This tutorial describes a complete walkthrough for CONCOCT2 and DESMAN on the STAMPS servers using 4 threads. Some of of the pre-processing steps are time consuming and not that informative. These have been pre-run and you will just copy across the output. We will begin by constructing a new working directory in our home directories:
cd ~
mkdir CDTutorial
cd CDTutorial
The tutorial data consists of 32 synthetic samples of 500,000 2X150 bp paired end reads taken from 8 species and 15 genomes. Copy across the simulation config file just to have a look at it with the less command:
cp /class/stamps-shared/CDTutorial/genome_coverage.tsv .
less genome_coverage.tsv
This has format "Sample\tSpecies\Strain\Coverage\Relative frequency". We will now use CONCOCT/DESMAN to resolve these de novo.

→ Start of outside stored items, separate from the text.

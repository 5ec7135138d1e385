//! WinwingPlugin: the plugin's state behind the XPLM entry points.
//!
//! Free of XPLM types so it can be driven from tests through `MockXplm`.
//! The entry points in `lib.rs` translate X-Plane callbacks (flight loop,
//! messages, menu clicks) into calls on this type.

use std::path::PathBuf;
use std::sync::atomic::{AtomicBool, Ordering};
use std::sync::Arc;
use std::time::Instant;

use tracing::{info, warn};

use crate::config::Settings;
use crate::controller::DeviceController;
use crate::datarefs::DatarefStore;
use crate::logging::LogHandle;
use crate::xplm_shim::XplmApi;

// ── Constants ─────────────────────────────────────────────────────────────────

pub const PLUGIN_NAME: &str        = "Winwing";
pub const PLUGIN_SIGNATURE: &str   = "com.winwing.xplane.bridge";
pub const PLUGIN_DESCRIPTION: &str = "Winwing PAP3, FCU/EFIS and MCDU hardware for X-Plane";

/// Flight loop interval once every device has a profile: every frame.
pub const FAST_INTERVAL: f32 = -1.0;
/// Flight loop interval while some device still waits for its aircraft.
pub const SLOW_INTERVAL: f32 = 5.0;

pub const MSG_PLANE_LOADED: i32   = 102;
pub const MSG_PLANE_UNLOADED: i32 = 106;
/// Message parameter naming the user's aircraft.
pub const USER_AIRCRAFT: isize = 0;

// ── Menu ──────────────────────────────────────────────────────────────────────

#[derive(Debug, Clone, Copy, PartialEq, Eq)]
pub enum MenuAction {
    ReloadDevices,
    DebugLogging,
    LcdLabels,
}

impl MenuAction {
    /// Menu order.
    pub const ALL: [MenuAction; 3] = [Self::ReloadDevices, Self::DebugLogging, Self::LcdLabels];

    pub fn title(&self) -> &'static str {
        match self {
            Self::ReloadDevices => "Reload devices",
            Self::DebugLogging  => "Enable debug logging",
            Self::LcdLabels     => "Display LCD Labels",
        }
    }

    pub fn from_index(index: usize) -> Option<Self> {
        Self::ALL.get(index).copied()
    }

    pub fn is_toggle(&self) -> bool {
        !matches!(self, Self::ReloadDevices)
    }
}

// ── WinwingPlugin ─────────────────────────────────────────────────────────────

pub struct WinwingPlugin {
    store:         DatarefStore,
    controller:    DeviceController,
    settings:      Settings,
    settings_path: Option<PathBuf>,
    show_labels:   Arc<AtomicBool>,
    log:           Option<LogHandle>,
    debug:         bool,
}

impl WinwingPlugin {
    pub fn new(xplm: Arc<dyn XplmApi>, settings_path: Option<PathBuf>, log: Option<LogHandle>) -> Self {
        let settings = settings_path.as_deref().map(Settings::load).unwrap_or_default();
        let show_labels = Arc::new(AtomicBool::new(settings.show_labels));
        let controller = DeviceController::new(Arc::clone(&show_labels));
        Self::assemble(xplm, controller, settings, settings_path, show_labels, log)
    }

    fn assemble(
        xplm: Arc<dyn XplmApi>,
        controller: DeviceController,
        settings: Settings,
        settings_path: Option<PathBuf>,
        show_labels: Arc<AtomicBool>,
        log: Option<LogHandle>,
    ) -> Self {
        let debug = log.as_ref().is_some_and(LogHandle::is_debug);
        Self {
            store: DatarefStore::new(xplm),
            controller,
            settings,
            settings_path,
            show_labels,
            log,
            debug,
        }
    }

    pub fn store(&self) -> &DatarefStore {
        &self.store
    }

    pub fn controller(&self) -> &DeviceController {
        &self.controller
    }

    /// Enumerate hardware and connect it for the aircraft already loaded.
    pub fn enable(&mut self) {
        self.controller.scan(&self.store);
        self.receive_message(MSG_PLANE_LOADED, USER_AIRCRAFT);
    }

    pub fn disable(&mut self) {
        self.controller.disconnect_all(&self.store);
        self.store.clear();
    }

    /// Messages about AI aircraft are ignored.
    pub fn receive_message(&mut self, msg: i32, param: isize) {
        if param != USER_AIRCRAFT {
            return;
        }
        match msg {
            MSG_PLANE_LOADED => {
                info!(devices = self.controller.len(), "aircraft loaded");
                self.controller.scan(&self.store);
                self.controller.connect_all(&self.store);
            }
            MSG_PLANE_UNLOADED => {
                info!("aircraft unloaded");
                self.controller.disconnect_all(&self.store);
                self.store.clear();
            }
            _ => {}
        }
    }

    /// One flight loop pass. Returns the delay until the next one.
    pub fn flight_loop_tick(&mut self, now: Instant) -> f32 {
        self.store.update();
        self.controller.update(&self.store, now);
        if self.controller.all_profiles_ready() {
            FAST_INTERVAL
        } else {
            SLOW_INTERVAL
        }
    }

    /// Run a menu item. Returns the item's new checked state.
    pub fn menu_action(&mut self, action: MenuAction) -> bool {
        match action {
            MenuAction::ReloadDevices => {
                info!("reloading devices");
                self.controller.reload(&self.store);
            }
            MenuAction::DebugLogging => {
                self.debug = !self.debug;
                if let Some(log) = &self.log {
                    log.set_debug(self.debug);
                }
                info!(enabled = self.debug, "debug logging");
            }
            MenuAction::LcdLabels => {
                self.settings.show_labels = !self.settings.show_labels;
                self.show_labels.store(self.settings.show_labels, Ordering::Relaxed);
                self.save_settings();
            }
        }
        self.is_checked(action)
    }

    pub fn is_checked(&self, action: MenuAction) -> bool {
        match action {
            MenuAction::ReloadDevices => false,
            MenuAction::DebugLogging => self.debug,
            MenuAction::LcdLabels => self.settings.show_labels,
        }
    }

    fn save_settings(&self) {
        let Some(path) = &self.settings_path else { return };
        if let Err(e) = self.settings.save(path) {
            warn!(error = %e, "could not save settings");
        }
    }
}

The simulated reads and genomes are in the tar archives /class/stamps-shared/CDTutorial/Reads.tar.gz and /class/stamps-shared/CDTutorial/Genomes.tar.gz respectively. Please do not run the commands below. They indicate what you would do if you wanted to run the preprocessing steps yourself.
cp /class/stamps-shared/CDTutorial/Reads.tar.gz
tar -xvzf Reads.tar.gz
cp /class/stamps-shared/CDTutorial/Genomes.tar.gz
tar -xvzf Genomes.tar.gz
do not run the above
We need to load up the concoct and desman modules:
module load concoct
source /class/stamps-software/concoct_speedup_mp/bin/activate
module load desman
source /class/stamps-software/desman/bin/activate
We now describe how to perform a complete analysis binning and resolving strains on this synthetic community. Some of these steps are time consuming so we recommend that you copy across the output instead. This assumes that DESMAN and CONCOCT are installed and their paths set to the variables DESMAN and CONCOCT respectively e.g. (changing paths to your system set-up):
export CONCOCT=/automounts/classfs/classfs/stamps-software/concoct_speedup_mp/
export CONCOCT_DATA=/class/stamps-shared/CDTutorial/CONCOCT/
export DESMAN=/automounts/classfs/classfs/stamps-software/desman/
export CDSCRIPTS=/class/stamps-shared/CDTutorial/scripts
We will also create a new variable pointing to our current working dir for all this analysis:
export METASIMWD=~/CDTutorial
The first step in the analysis is to assemble the reads.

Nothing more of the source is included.